Data architects are needed to put an adequate infrastructure in place and make timely decisions. This is a demanding role because data architects need to understand a company’s solution. Another invaluable team member is a business analyst. A competent business analyst must have a technical background as they must fully get the functionality of the data science techniques.
Balancing the Team
The team must have a perfect balance of skills and experience. The company must hire freshers with the ability to think through problems. Technical skills are easily taught whereas logic and abstract thinking is more challenging to teach. Candidates with data science degrees may not be all effective because they might know about the technology the company is using, but they might not know how to apply it in a real-world scenario. The best candidates can come from Astrophysics background which requires the skill to look at a problem and describe it in a series of logical statements.

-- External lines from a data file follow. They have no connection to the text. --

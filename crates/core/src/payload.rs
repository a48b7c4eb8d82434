//! Payload decoding, field validation, and sanitization.
//!
//! Validation collects every violation before returning so one audit entry
//! carries the complete diagnostic, and bad input is always a value-level
//! result, never a panic or early exit.

use chrono::{DateTime, Utc};
use payhook_primitives::models::dtos::webhook_dto::ParsedPaymentEvent;
use payhook_primitives::models::entities::enum_types::ExternalStatus;
use rust_decimal::prelude::ToPrimitive;
use rust_decimal::Decimal;
use serde_json::{Map, Value};
use std::str::FromStr;
use uuid::Uuid;

pub const ERR_INVALID_JSON: &str = "Invalid JSON payload";
pub const ERR_INVALID_AMOUNT: &str = "Invalid amount format";

const REQUIRED_FIELDS: [&str; 3] = ["Reference", "Status", "Amount"];

/// Decode a request body into a flat field map. Gateways sometimes
/// double-encode, so a JSON string that itself decodes to an object is
/// accepted too.
pub fn decode_object(raw: &[u8]) -> Option<Map<String, Value>> {
    match serde_json::from_slice::<Value>(raw).ok()? {
        Value::Object(map) => Some(map),
        Value::String(inner) => match serde_json::from_str::<Value>(&inner).ok()? {
            Value::Object(map) => Some(map),
            _ => None,
        },
        _ => None,
    }
}

/// Validate a decoded payload into a typed event, reporting all violations
/// together.
pub fn validate_payload(
    fields: &Map<String, Value>,
    received_at: DateTime<Utc>,
) -> Result<ParsedPaymentEvent, Vec<String>> {
    let mut errors = Vec::new();

    for name in REQUIRED_FIELDS {
        if is_missing(fields.get(name)) {
            errors.push(format!("Missing required field: {name}"));
        }
    }

    let reference = match fields.get("Reference") {
        Some(value) if !is_missing(Some(value)) => match scalar_string(Some(value)) {
            Some(reference) => Some(reference),
            None => {
                errors.push("Invalid reference format".to_string());
                None
            }
        },
        _ => None,
    };

    let external_status = match fields.get("Status") {
        Some(Value::String(raw)) if !raw.is_empty() => match ExternalStatus::from_str(raw) {
            Ok(status) => Some(status),
            Err(_) => {
                errors.push(format!("Invalid status: {raw}"));
                None
            }
        },
        Some(value) if !is_missing(Some(value)) => {
            errors.push(format!("Invalid status: {value}"));
            None
        }
        _ => None,
    };

    let amount_minor_units = match fields.get("Amount") {
        Some(value) if !is_missing(Some(value)) => match amount_minor_units(value) {
            Some(amount) => Some(amount),
            None => {
                errors.push(ERR_INVALID_AMOUNT.to_string());
                None
            }
        },
        _ => None,
    };

    if !errors.is_empty() {
        return Err(errors);
    }

    match (reference, external_status, amount_minor_units) {
        (Some(reference), Some(external_status), Some(amount_minor_units)) => {
            Ok(ParsedPaymentEvent {
                reference,
                transaction_id: scalar_string(fields.get("TransactionID")),
                external_status,
                amount_minor_units,
                occurred_at: occurred_at(fields).unwrap_or(received_at),
                response_text: scalar_string(fields.get("ResponseText"))
                    .or_else(|| scalar_string(fields.get("StatusText"))),
            })
        }
        // Unreachable: every None above pushed an error.
        _ => Err(vec![ERR_INVALID_JSON.to_string()]),
    }
}

/// Convenience entry point over raw bytes.
pub fn parse_webhook_payload(
    raw: &[u8],
    received_at: DateTime<Utc>,
) -> Result<ParsedPaymentEvent, Vec<String>> {
    match decode_object(raw) {
        Some(fields) => validate_payload(&fields, received_at),
        None => Err(vec![ERR_INVALID_JSON.to_string()]),
    }
}

fn is_missing(value: Option<&Value>) -> bool {
    match value {
        None | Some(Value::Null) => true,
        Some(Value::String(s)) => s.is_empty(),
        Some(_) => false,
    }
}

fn scalar_string(value: Option<&Value>) -> Option<String> {
    match value {
        Some(Value::String(s)) if !s.is_empty() => Some(s.clone()),
        Some(Value::Number(n)) => Some(n.to_string()),
        _ => None,
    }
}

/// Amounts arrive in minor units, usually as a decimal string. Negative and
/// non-numeric values are invalid; fractional values round to the nearest
/// unit.
fn amount_minor_units(value: &Value) -> Option<i64> {
    let amount = match value {
        Value::String(raw) => Decimal::from_str(raw.trim()).ok()?,
        Value::Number(n) => {
            if let Some(i) = n.as_i64() {
                Decimal::from(i)
            } else {
                Decimal::try_from(n.as_f64()?).ok()?
            }
        }
        _ => return None,
    };

    if amount.is_sign_negative() {
        return None;
    }

    amount.round().to_i64()
}

fn occurred_at(fields: &Map<String, Value>) -> Option<DateTime<Utc>> {
    let raw = fields.get("TransactionDate")?.as_str()?;
    DateTime::parse_from_rfc3339(raw)
        .ok()
        .map(|dt| dt.with_timezone(&Utc))
}

/// Mask card numbers to first-none/last-four before anything is logged or
/// persisted.
pub fn mask_card_number(card: &str) -> String {
    if card.len() <= 4 {
        return "*".repeat(card.len());
    }
    format!("{}{}", "*".repeat(card.len() - 4), &card[card.len() - 4..])
}

/// Copy of the payload safe for logging and persistence.
pub fn sanitize_payload(fields: &Map<String, Value>) -> Value {
    let mut sanitized = fields.clone();
    if let Some(Value::String(card)) = sanitized.get("CardNumber").cloned() {
        sanitized.insert("CardNumber".into(), Value::String(mask_card_number(&card)));
    }
    Value::Object(sanitized)
}

/// Some reference formats wrap the order identifier in prefix/suffix codes;
/// scan for a UUID-shaped substring so those still resolve.
pub fn extract_order_id(reference: &str) -> Option<Uuid> {
    const UUID_LEN: usize = 36;

    if reference.len() < UUID_LEN {
        return None;
    }

    // A 36-character window only parses in the hyphenated form, so a bare
    // 32-hex run inside a longer token is never mistaken for an order id.
    (0..=reference.len() - UUID_LEN)
        .filter_map(|start| reference.get(start..start + UUID_LEN))
        .find_map(|candidate| Uuid::try_parse(candidate).ok())
}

Once the right skill set is found, the company must set up an environment that is established on trust and security because good data science requires access to high volumes of real data. Later, the company must invest in training courses as the skills the team learns will be beneficial for the company for many years. The company must focus on building their own training courses to teach specialized skills to the group. Mentoring can also provide direction and motivation to the staff members.
The structure of the team varies on the size and the setup of the company — the centralized approach where scientists work at the same location results in a collaborative and cohesive effort so that ideas can be shared and the problems can be addressed as a unit. When the company expands and grows too big to maintain at a single location, the company must ensure that managers, scientists, and stakeholders can all interact when needed.